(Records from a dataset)
○ ○ ○
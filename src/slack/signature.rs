//! Slack request signature verification (`v0` scheme).
//!
//! Every Events API delivery carries `X-Slack-Request-Timestamp` and
//! `X-Slack-Signature: v0=<hex>`, where the digest is
//! `HMAC-SHA256(signing_secret, "v0:{timestamp}:{body}")`. Deliveries older
//! than the configured tolerance are rejected to block replays.

use hmac::{Hmac, Mac};
use sha2::Sha256;

use crate::{AppError, Result};

/// Header carrying the request timestamp (unix seconds).
pub const TIMESTAMP_HEADER: &str = "x-slack-request-timestamp";
/// Header carrying the `v0=` signature.
pub const SIGNATURE_HEADER: &str = "x-slack-signature";

const VERSION: &str = "v0";

type HmacSha256 = Hmac<Sha256>;

/// Verifies inbound request signatures against the app's signing secret.
#[derive(Clone)]
pub struct SignatureVerifier {
    secret: String,
    tolerance_seconds: u64,
}

impl std::fmt::Debug for SignatureVerifier {
    fn fmt(&self, f: &mut std::fmt::Formatter<'_>) -> std::fmt::Result {
        f.debug_struct("SignatureVerifier")
            .field("tolerance_seconds", &self.tolerance_seconds)
            .finish_non_exhaustive()
    }
}

impl SignatureVerifier {
    /// Create a verifier accepting requests at most `tolerance_seconds` old.
    #[must_use]
    pub fn new(secret: impl Into<String>, tolerance_seconds: u64) -> Self {
        Self {
            secret: secret.into(),
            tolerance_seconds,
        }
    }

    /// Compute the `v0=<hex>` signature for `body` sent at `timestamp`.
    #[must_use]
    pub fn sign(&self, timestamp: i64, body: &[u8]) -> String {
        let mac = self.digest(&timestamp.to_string(), body);
        format!("{VERSION}={}", hex::encode(mac.finalize().into_bytes()))
    }

    /// Check the timestamp and signature headers of a request.
    ///
    /// `now` is the current unix time in seconds.
    ///
    /// # Errors
    ///
    /// Returns `AppError::Unauthorized` if either header is missing or
    /// malformed, the timestamp is outside the tolerance window, or the
    /// signature does not match.
    pub fn verify(
        &self,
        timestamp: Option<&str>,
        signature: Option<&str>,
        body: &[u8],
        now: i64,
    ) -> Result<()> {
        let timestamp = timestamp
            .map(str::trim)
            .ok_or_else(|| AppError::Unauthorized("missing request timestamp".into()))?;
        let signature = signature
            .map(str::trim)
            .ok_or_else(|| AppError::Unauthorized("missing request signature".into()))?;

        let sent_at: i64 = timestamp
            .parse()
            .map_err(|_| AppError::Unauthorized(format!("invalid request timestamp {timestamp}")))?;
        if sent_at.abs_diff(now) > self.tolerance_seconds {
            return Err(AppError::Unauthorized(format!(
                "request timestamp {sent_at} outside tolerance window"
            )));
        }

        let digest_hex = signature
            .strip_prefix("v0=")
            .ok_or_else(|| AppError::Unauthorized("signature must use v0=<hex> format".into()))?;
        let expected = hex::decode(digest_hex)
            .map_err(|err| AppError::Unauthorized(format!("signature is not hex: {err}")))?;

        self.digest(timestamp, body)
            .verify_slice(&expected)
            .map_err(|_| AppError::Unauthorized("signature mismatch".into()))
    }

    fn digest(&self, timestamp: &str, body: &[u8]) -> HmacSha256 {
        let mut mac = <HmacSha256 as Mac>::new_from_slice(self.secret.as_bytes())
            .unwrap_or_else(|_| unreachable!("hmac accepts keys of any length"));
        mac.update(VERSION.as_bytes());
        mac.update(b":");
        mac.update(timestamp.as_bytes());
        mac.update(b":");
        mac.update(body);
        mac
    }
}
○ ○ ○
WORK INSTRUCTION:
In the data above, find each line that has the word "missing" and copy it out.

YOUR SOLUTION:
    /// Returns `AppError::Unauthorized` if either header is missing or
            .ok_or_else(|| AppError::Unauthorized("missing request timestamp".into()))?;
            .ok_or_else(|| AppError::Unauthorized("missing request signature".into()))?;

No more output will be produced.